The red village of Collognes La Rouge has been awarded the title of one of the most beautiful villages in France, a title that becomes even more apparent once you visit the village where every building here is red. Surrounded by peaceful, green countryside planed with chestnut and walnut trees, its picturesque charm will enchant you. Travel to the Beaujolais, known as the Pays d'Or or "land of the golden stones" and learn about the history and techniques of this wine region.
Situated between the wine regions of Beaujolais and Côtes due Rhone lies Vienne with a Roman past that can be seen in its marvelously preserved ruins. See the amazingly well preserved Augustus, and Livia Temple, the Saint Maurice Cathedral, a Gothic church that took more than 500 years to build, and St. Pierre Abbey - one of the oldest surviving churches in France and now an Archaeological Museum.

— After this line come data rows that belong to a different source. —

use flowgen_dag::{QuadDagProfile, TargetKind, VERTEX_COUNT};
use flowgen_rule::Rule;
use flowgen_types::Rng;

use crate::divider::quarters;
use crate::error::Error;
use crate::gaussian::Gaussian;
use crate::params::ParamCalc;
use crate::sampler::weighted_choice;
use crate::state::ProblemState;

const P2_WEIGHT: Gaussian = Gaussian::new(
    0.0,
    (VERTEX_COUNT as f64 / 2.0) * (VERTEX_COUNT as f64 / 2.0),
);

/// The virtual parents chosen for the next recursion layer: one pool index
/// per nonempty divider piece, plus the parameter allocated to each child.
#[derive(Debug, Clone)]
pub struct VirtualSelection {
    pub picks: Vec<usize>,
    pub parameters: Vec<u32>,
}

/// Weighted choice of virtual parents. Weights accumulate across the divider
/// pieces: each piece widens the admissible parameter band and re-draws over
/// the running weight vector.
pub fn select_virtuals(
    state: &ProblemState,
    profile: &QuadDagProfile,
    kind: TargetKind,
    calc: &mut ParamCalc,
    rng: &mut Rng,
) -> Result<VirtualSelection, Error> {
    let n = state.n;
    let rest = n - VERTEX_COUNT as u32;
    let pieces = quarters(rest);
    let sum_of_max: u32 = pieces.iter().map(|&piece| calc.at(piece)).sum();
    let alpha2 = VERTEX_COUNT as f64 * f64::from(state.p) / f64::from(calc.at(n));
    let p1 = u32::from(profile.total_parameter(kind));
    let mut remaining = i64::from(state.p) - i64::from(p1);

    let virtuals = profile.virtuals();
    let virtual_max = i64::from(virtuals.max_parameter(kind));
    let virtual_min = i64::from(virtuals.min_parameter(kind));
    let mut weights = vec![0f64; virtuals.len()];
    let mut picks = Vec::new();
    let mut nonempty = Vec::new();
    for i in 0..VERTEX_COUNT {
        if pieces[i] == 0 {
            continue;
        }
        nonempty.push(pieces[i]);
        let tail: i64 = pieces[i + 1..].iter().map(|&d| i64::from(d)).sum();
        let piece = i64::from(pieces[i]);
        let max_p2 = {
            let spare = (remaining - virtual_min * tail) as f64 / piece as f64;
            spare.floor().min(VERTEX_COUNT as f64)
        };
        let min_p2 = {
            let spare = (remaining - i64::from(sum_of_max) - virtual_max * tail) as f64
                / piece as f64;
            spare.ceil().max(0.0)
        };
        for (j, weight) in weights.iter_mut().enumerate() {
            let p2 = f64::from(virtuals.parameter(j, kind));
            if p2 >= min_p2 && p2 <= max_p2 {
                *weight += P2_WEIGHT.density(p2 - alpha2);
            }
        }
        let pick = weighted_choice(&weights, rng)?;
        picks.push(pick);
        remaining -= piece * i64::from(virtuals.parameter(pick, kind));
    }
    if remaining < 0 {
        // the accumulated weights drew a parent outside the current band;
        // the inherited edges alone would overshoot the target
        return Err(Error::NoCandidate);
    }

    let parameters = allocate_parameters(&nonempty, remaining, sum_of_max, calc);
    Ok(VirtualSelection { picks, parameters })
}

/// Spread the remaining parameter over the children proportionally to their
/// maxima, then repair the rounding drift one unit at a time under the
/// per-child caps.
fn allocate_parameters(
    pieces: &[u32],
    remaining: i64,
    sum_of_max: u32,
    calc: &mut ParamCalc,
) -> Vec<u32> {
    if sum_of_max == 0 {
        return vec![0; pieces.len()];
    }
    let caps: Vec<u32> = pieces.iter().map(|&d| calc.at(d)).collect();
    let ratio = remaining as f64 / f64::from(sum_of_max);
    let mut parameters: Vec<u32> = caps.iter().map(|&cap| (f64::from(cap) * ratio) as u32).collect();
    let mut drift = remaining - parameters.iter().map(|&p| i64::from(p)).sum::<i64>();
    while drift > 0 {
        let mut moved = false;
        for (parameter, &cap) in parameters.iter_mut().zip(&caps) {
            if drift == 0 {
                break;
            }
            if *parameter < cap {
                *parameter += 1;
                drift -= 1;
                moved = true;
            }
        }
        if !moved {
            break;
        }
    }
    while drift < 0 {
        let mut moved = false;
        for parameter in parameters.iter_mut() {
            if drift == 0 {
                break;
            }
            if *parameter > 0 {
                *parameter -= 1;
                drift += 1;
                moved = true;
            }
        }
        if !moved {
            break;
        }
    }
    parameters
}

/// Materialize the mixed candidate set: the first min(n, 4) solids, then the
/// chosen virtual parents, uniquified with occurrence-counter suffixes when a
/// parent repeats. Split or originally-virtual parents admit wildcard-root
/// profiles downstream; unsplit solid parents do not.
#[derive(Debug)]
pub struct SplitOutcome {
    pub rules: Vec<Rule>,
    pub allow_wildcard: Vec<bool>,
}

pub fn split_virtuals(
    state: &ProblemState,
    profile: &QuadDagProfile,
    picks: &[usize],
    rng: &mut Rng,
) -> Result<SplitOutcome, Error> {
    let solid_count = (state.n as usize).min(VERTEX_COUNT);
    let mut rules: Vec<Rule> = (0..solid_count)
        .map(|i| profile.solids().rule(i).clone())
        .collect();
    if state.n <= VERTEX_COUNT as u32 {
        return Ok(SplitOutcome {
            rules,
            allow_wildcard: Vec::new(),
        });
    }

    let conflict_field = rng.next_index(usize::from(profile.actual_field_count().max(1)));
    let virtuals = profile.virtuals();
    let mut counter = vec![0u32; virtuals.len()];
    let mut conflict = vec![false; virtuals.len()];
    let mut max_counter = 0u32;
    for &pick in picks {
        counter[pick] += 1;
        if counter[pick] > 1 {
            conflict[pick] = true;
        }
        max_counter = max_counter.max(counter[pick]);
    }
    let mut conflict_width = 0u8;
    while (1u32 << conflict_width) < max_counter {
        conflict_width += 1;
    }

    let mut allow_wildcard = Vec::with_capacity(picks.len());
    for &pick in picks {
        let mut rule = virtuals.rule(pick).clone();
        if conflict_width > 0 && conflict[pick] {
            counter[pick] -= 1;
            rule.field_mut(conflict_field)
                .add_suffix(counter[pick], conflict_width)?;
        }
        rules.push(rule);
        allow_wildcard.push(!virtuals.is_solid(pick) || conflict[pick]);
    }
    Ok(SplitOutcome {
        rules,
        allow_wildcard,
    })
}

At the edge of the river Rhone and opposite Tain l'hermitage, lies the pretty village of Tournon. The surrounding landscape includes the famed St. Joseph vineyard, and Tournon's 16th century castle and hills offer stunning views over the town and vineyards. Tournon is dominated by its signature castle dating back to the 15th century. This medieval stronghold is in a remarkably good state of preservation. The surrounding vineyards are part of the Hermitage Appellation, known for its red Syrah wines.
Avignon, aptly names the "City of Popes" is full of history and life and was the center of the Catholic Church in the 14th century when its "Palais des Papes" was the equivalent of today's Vatican. Walk the well-preserved medieval walls surrounding the historic center of town, a UNESCO World Heritage Site. Here you will find art and culture, theatre, cinema, museums, big stores and little shops. The diverse dining opportunities range from family-run restaurants to some of the greatest Michelin-starred chefs. Don't miss the Saint Benezet Bridge - built around 1180, an amazing feat for the period.
The French city of Arles (pronounced Arl) is perhaps most well-known for its incredible Roman monuments, which were recognized as a UNESCO World Heritage Site in 1981. If you’ve seen the 1998 Robert De Niro film, Ronin, chances are you’ve seen the Roman Arena of Arles (les Arènes d’Arles), which is featured prominently in the latter half of the movie. Arles was also home to famous impressionist painter Vincent Van Gogh from 1888 to 1889. During his stay in Arles, he manage to paint over three hundred works before his increasingly unstable mental health resulted in the infamous “ear incident” in December 1888.
Today, Arles is a popular port of call and turnaround port for river cruise ships thanks to its ease of access and its location along the scenic Rhone. It is home to roughly 54,000 residents.